*** Opening of PROVIDED ENTRIES ***

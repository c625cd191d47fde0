use super::coords::Envelope;
use super::core::{GeomResult, GeometricObject, GeometryError, display_for_geom};
use super::linestring::LineString;

/// A polygon made of one exterior ring and zero or more interior holes.
///
/// Every ring must be a linear ring (closed, at least 4 coordinates).
/// Whether the holes actually lie inside the exterior is the caller's
/// responsibility; only ring closure and arity are checked here.
#[derive(Clone, Debug, PartialEq)]
pub struct Polygon {
    rings: Vec<LineString>,
}

impl Polygon {
    /// Instantiate a polygon from its rings. The first ring is the
    /// exterior boundary, the rest are holes.
    pub fn new(rings: Vec<LineString>) -> GeomResult<Self> {
        if rings.is_empty() {
            return Err(GeometryError::invalid(
                "Polygon",
                "must have at least one ring",
            ));
        }
        for (i, ring) in rings.iter().enumerate() {
            if !ring.is_linear_ring() {
                let reason = if !ring.is_closed() {
                    "ring is not closed".to_string()
                } else {
                    format!(
                        "ring must have at least 4 coordinates, got {}",
                        ring.total_vertices()
                    )
                };
                return Err(GeometryError::invalid(format!("Polygon/rings[{i}]"), reason));
            }
        }
        Ok(Self { rings })
    }

    pub fn rings(&self) -> &[LineString] {
        &self.rings
    }

    /// The exterior boundary ring
    pub fn exterior(&self) -> &LineString {
        &self.rings[0]
    }

    /// The interior hole rings, if any
    pub fn interiors(&self) -> &[LineString] {
        &self.rings[1..]
    }

    // Ring list without the surrounding keyword, shared with the
    // multi-polygon writer.
    pub(crate) fn wkt_body(&self) -> String {
        self.rings
            .iter()
            .map(|ring| format!("({})", ring.wkt_body()))
            .collect::<Vec<_>>()
            .join(", ")
    }
}

impl GeometricObject for Polygon {
    /// WKT representation of the polygon
    fn wkt(&self) -> String {
        format!("POLYGON ({})", self.wkt_body())
    }

    fn envelope(&self) -> Option<Envelope> {
        Envelope::union_of(&self.rings)
    }
}

display_for_geom!(Polygon);

/// A collection of polygons
#[derive(Clone, Debug, Default, PartialEq)]
pub struct MultiPolygon {
    pub polygons: Vec<Polygon>,
}

impl MultiPolygon {
    /// Instantiate a multi-polygon collection
    pub fn new(polygons: Vec<Polygon>) -> Self {
        Self { polygons }
    }
}

impl GeometricObject for MultiPolygon {
    /// WKT representation of the multi-polygon collection
    fn wkt(&self) -> String {
        let body = self
            .polygons
            .iter()
            .map(|poly| format!("({})", poly.wkt_body()))
            .collect::<Vec<_>>()
            .join(", ");
        format!("MULTIPOLYGON ({body})")
    }

    fn envelope(&self) -> Option<Envelope> {
        Envelope::union_of(&self.polygons)
    }
}

display_for_geom!(MultiPolygon);

#[cfg(test)]
mod tests {
    use super::*;
    use crate::coords::Coord;

    fn ring(coords: &[(f64, f64)]) -> LineString {
        LineString::new(coords.iter().map(|&(x, y)| Coord::new(x, y)).collect()).unwrap()
    }

    #[test]
    fn test_instantiation() {
        // Open ring
        let open = ring(&[(0.0, 1.0), (0.0, 0.0), (1.0, 0.0), (2.0, 2.0)]);
        if let Ok(_) = Polygon::new(vec![open]) {
            panic!("Instantiated a polygon with an open ring");
        }

        // Closed but too short
        let short = ring(&[(0.0, 1.0), (1.0, 0.0), (0.0, 1.0)]);
        if let Ok(_) = Polygon::new(vec![short]) {
            panic!("Instantiated a polygon with a 3-coordinate ring");
        }

        let triangle = ring(&[(0.0, 1.0), (0.0, 0.0), (1.0, 0.0), (0.0, 1.0)]);
        if let Err(_) = Polygon::new(vec![triangle]) {
            panic!("Failed to instantiate a valid polygon");
        }

        if let Ok(_) = Polygon::new(Vec::new()) {
            panic!("Instantiated a polygon without rings");
        }
    }

    #[test]
    fn test_invalid_ring_path() {
        let exterior = ring(&[(0.0, 0.0), (0.0, 10.0), (10.0, 10.0), (10.0, 0.0), (0.0, 0.0)]);
        let bad_hole = ring(&[(2.0, 2.0), (3.0, 3.0), (2.0, 3.0), (2.5, 2.5)]);

        match Polygon::new(vec![exterior, bad_hole]) {
            Err(GeometryError::InvalidGeometry { path, .. }) => {
                assert_eq!(path, "Polygon/rings[1]");
            }
            other => panic!("Expected an invalid geometry error, got {other:?}"),
        }
    }

    #[test]
    fn test_exterior_and_holes() {
        let exterior = ring(&[(0.0, 0.0), (0.0, 10.0), (10.0, 10.0), (10.0, 0.0), (0.0, 0.0)]);
        let hole = ring(&[(2.0, 2.0), (3.0, 3.0), (2.0, 3.0), (2.0, 2.0)]);
        let poly = Polygon::new(vec![exterior.clone(), hole.clone()]).unwrap();

        assert_eq!(poly.exterior(), &exterior);
        assert_eq!(poly.interiors(), &[hole]);
    }

    #[test]
    fn test_polygon_wkt() {
        let poly = Polygon::new(vec![ring(&[
            (30.0, 10.0),
            (40.0, 40.0),
            (20.0, 40.0),
            (10.0, 20.0),
            (30.0, 10.0),
        ])])
        .unwrap();
        assert_eq!(poly.wkt(), "POLYGON ((30 10, 40 40, 20 40, 10 20, 30 10))");
    }

    #[test]
    fn test_polygon_envelope() {
        let poly = Polygon::new(vec![ring(&[
            (30.0, 10.0),
            (40.0, 40.0),
            (20.0, 40.0),
            (10.0, 20.0),
            (30.0, 10.0),
        ])])
        .unwrap();
        let env = poly.envelope().unwrap();
        assert_eq!(env.min(), &Coord::new(10.0, 10.0));
        assert_eq!(env.max(), &Coord::new(40.0, 40.0));
    }

    #[test]
    fn test_multipolygon_wkt() {
        let mp = MultiPolygon::new(vec![
            Polygon::new(vec![ring(&[(30.0, 20.0), (45.0, 40.0), (10.0, 40.0), (30.0, 20.0)])])
                .unwrap(),
            Polygon::new(vec![ring(&[(15.0, 5.0), (40.0, 10.0), (10.0, 20.0), (15.0, 5.0)])])
                .unwrap(),
        ]);
        assert_eq!(
            mp.wkt(),
            "MULTIPOLYGON (((30 20, 45 40, 10 40, 30 20)), ((15 5, 40 10, 10 20, 15 5)))"
        );
    }
}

*** Close of PROVIDED ENTRIES ***

**WHAT THE TASK REQUIRES:** Could you write out all the records exactly, please?

**FINISHED TASK:**
repository c625cd191d47fde0
use super::coords::Envelope;
use super::core::{GeomResult, GeometricObject, GeometryError, display_for_geom};
use super::linestring::LineString;

/// A polygon made of one exterior ring and zero or more interior holes.
///
/// Every ring must be a linear ring (closed, at least 4 coordinates).
/// Whether the holes actually lie inside the exterior is the caller's
/// responsibility; only ring closure and arity are checked here.
#[derive(Clone, Debug, PartialEq)]
pub struct Polygon {
    rings: Vec<LineString>,
}

impl Polygon {
    /// Instantiate a polygon from its rings. The first ring is the
    /// exterior boundary, the rest are holes.
    pub fn new(rings: Vec<LineString>) -> GeomResult<Self> {
        if rings.is_empty() {
            return Err(GeometryError::invalid(
                "Polygon",
                "must have at least one ring",
            ));
        }
        for (i, ring) in rings.iter().enumerate() {
            if !ring.is_linear_ring() {
                let reason = if !ring.is_closed() {
                    "ring is not closed".to_string()
                } else {
                    format!(
                        "ring must have at least 4 coordinates, got {}",
                        ring.total_vertices()
                    )
                };
                return Err(GeometryError::invalid(format!("Polygon/rings[{i}]"), reason));
            }
        }
        Ok(Self { rings })
    }

    pub fn rings(&self) -> &[LineString] {
        &self.rings
    }

    /// The exterior boundary ring
    pub fn exterior(&self) -> &LineString {
        &self.rings[0]
    }

    /// The interior hole rings, if any
    pub fn interiors(&self) -> &[LineString] {
        &self.rings[1..]
    }

    // Ring list without the surrounding keyword, shared with the
    // multi-polygon writer.
    pub(crate) fn wkt_body(&self) -> String {
        self.rings
            .iter()
            .map(|ring| format!("({})", ring.wkt_body()))
            .collect::<Vec<_>>()
            .join(", ")
    }
}

impl GeometricObject for Polygon {
    /// WKT representation of the polygon
    fn wkt(&self) -> String {
        format!("POLYGON ({})", self.wkt_body())
    }

    fn envelope(&self) -> Option<Envelope> {
        Envelope::union_of(&self.rings)
    }
}

display_for_geom!(Polygon);

/// A collection of polygons
#[derive(Clone, Debug, Default, PartialEq)]
pub struct MultiPolygon {
    pub polygons: Vec<Polygon>,
}

impl MultiPolygon {
    /// Instantiate a multi-polygon collection
    pub fn new(polygons: Vec<Polygon>) -> Self {
        Self { polygons }
    }
}

impl GeometricObject for MultiPolygon {
    /// WKT representation of the multi-polygon collection
    fn wkt(&self) -> String {
        let body = self
            .polygons
            .iter()
            .map(|poly| format!("({})", poly.wkt_body()))
            .collect::<Vec<_>>()
            .join(", ");
        format!("MULTIPOLYGON ({body})")
    }

    fn envelope(&self) -> Option<Envelope> {
        Envelope::union_of(&self.polygons)
    }
}

display_for_geom!(MultiPolygon);

#[cfg(test)]
mod tests {
    use super::*;
    use crate::coords::Coord;

    fn ring(coords: &[(f64, f64)]) -> LineString {
        LineString::new(coords.iter().map(|&(x, y)| Coord::new(x, y)).collect()).unwrap()
    }

    #[test]
    fn test_instantiation() {
        // Open ring
        let open = ring(&[(0.0, 1.0), (0.0, 0.0), (1.0, 0.0), (2.0, 2.0)]);
        if let Ok(_) = Polygon::new(vec![open]) {
            panic!("Instantiated a polygon with an open ring");
        }

        // Closed but too short
        let short = ring(&[(0.0, 1.0), (1.0, 0.0), (0.0, 1.0)]);
        if let Ok(_) = Polygon::new(vec![short]) {
            panic!("Instantiated a polygon with a 3-coordinate ring");
        }

        let triangle = ring(&[(0.0, 1.0), (0.0, 0.0), (1.0, 0.0), (0.0, 1.0)]);
        if let Err(_) = Polygon::new(vec![triangle]) {
            panic!("Failed to instantiate a valid polygon");
        }

        if let Ok(_) = Polygon::new(Vec::new()) {
            panic!("Instantiated a polygon without rings");
        }
    }

    #[test]
    fn test_invalid_ring_path() {
        let exterior = ring(&[(0.0, 0.0), (0.0, 10.0), (10.0, 10.0), (10.0, 0.0), (0.0, 0.0)]);
        let bad_hole = ring(&[(2.0, 2.0), (3.0, 3.0), (2.0, 3.0), (2.5, 2.5)]);

        match Polygon::new(vec![exterior, bad_hole]) {
            Err(GeometryError::InvalidGeometry { path, .. }) => {
                assert_eq!(path, "Polygon/rings[1]");
            }
            other => panic!("Expected an invalid geometry error, got {other:?}"),
        }
    }

    #[test]
    fn test_exterior_and_holes() {
        let exterior = ring(&[(0.0, 0.0), (0.0, 10.0), (10.0, 10.0), (10.0, 0.0), (0.0, 0.0)]);
        let hole = ring(&[(2.0, 2.0), (3.0, 3.0), (2.0, 3.0), (2.0, 2.0)]);
        let poly = Polygon::new(vec![exterior.clone(), hole.clone()]).unwrap();

        assert_eq!(poly.exterior(), &exterior);
        assert_eq!(poly.interiors(), &[hole]);
    }

    #[test]
    fn test_polygon_wkt() {
        let poly = Polygon::new(vec![ring(&[
            (30.0, 10.0),
            (40.0, 40.0),
            (20.0, 40.0),
            (10.0, 20.0),
            (30.0, 10.0),
        ])])
        .unwrap();
        assert_eq!(poly.wkt(), "POLYGON ((30 10, 40 40, 20 40, 10 20, 30 10))");
    }

    #[test]
    fn test_polygon_envelope() {
        let poly = Polygon::new(vec![ring(&[
            (30.0, 10.0),
            (40.0, 40.0),
            (20.0, 40.0),
            (10.0, 20.0),
            (30.0, 10.0),
        ])])
        .unwrap();
        let env = poly.envelope().unwrap();
        assert_eq!(env.min(), &Coord::new(10.0, 10.0));
        assert_eq!(env.max(), &Coord::new(40.0, 40.0));
    }

    #[test]
    fn test_multipolygon_wkt() {
        let mp = MultiPolygon::new(vec![
            Polygon::new(vec![ring(&[(30.0, 20.0), (45.0, 40.0), (10.0, 40.0), (30.0, 20.0)])])
                .unwrap(),
            Polygon::new(vec![ring(&[(15.0, 5.0), (40.0, 10.0), (10.0, 20.0), (15.0, 5.0)])])
                .unwrap(),
        ]);
        assert_eq!(
            mp.wkt(),
            "MULTIPOLYGON (((30 20, 45 40, 10 40, 30 20)), ((15 5, 40 10, 10 20, 15 5)))"
        );
    }
}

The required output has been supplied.